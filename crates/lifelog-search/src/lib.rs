//! lifelog-search
//!
//! Retrieval orchestration over the lexical index, the hybrid ranker and the
//! optional vector and reasoning collaborators. [`SearchOrchestrator`] is
//! the entry point; [`ParallelExecutor`] runs the context-sharing strategies
//! and [`ResultCache`] memoizes answers and learns which strategy works for
//! which kind of query.

pub mod cache;
pub mod context;
pub mod executor;
pub mod orchestrator;
pub mod strategy;

pub use cache::{cache_key, CacheEntry, CacheStats, ResultCache};
pub use context::{ContextSnapshot, ContextUpdate, SearchContext};
pub use executor::{
    apply_adjustments, merge_results, temporal_decay, ExecutionOptions, ExecutionPerformance, MergeMode,
    ParallelExecutor, ParallelSearchOutcome,
};
pub use orchestrator::{
    InitReport, OrchestratorStats, Performance, SearchOptions, SearchOrchestrator, SearchOrchestratorBuilder,
    UnifiedSearchResult,
};
pub use strategy::{
    ContextFilterStrategy, DateRangeStrategy, LexicalStrategy, Strategy, StrategyRequest, VectorStrategy,
};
════════
» **EXERCISE REQUIREMENTS**
In how many lines of the data does the string "ResultCache" appear? Only the number should be given.

» **ANSWER TO THE EXERCISE**
2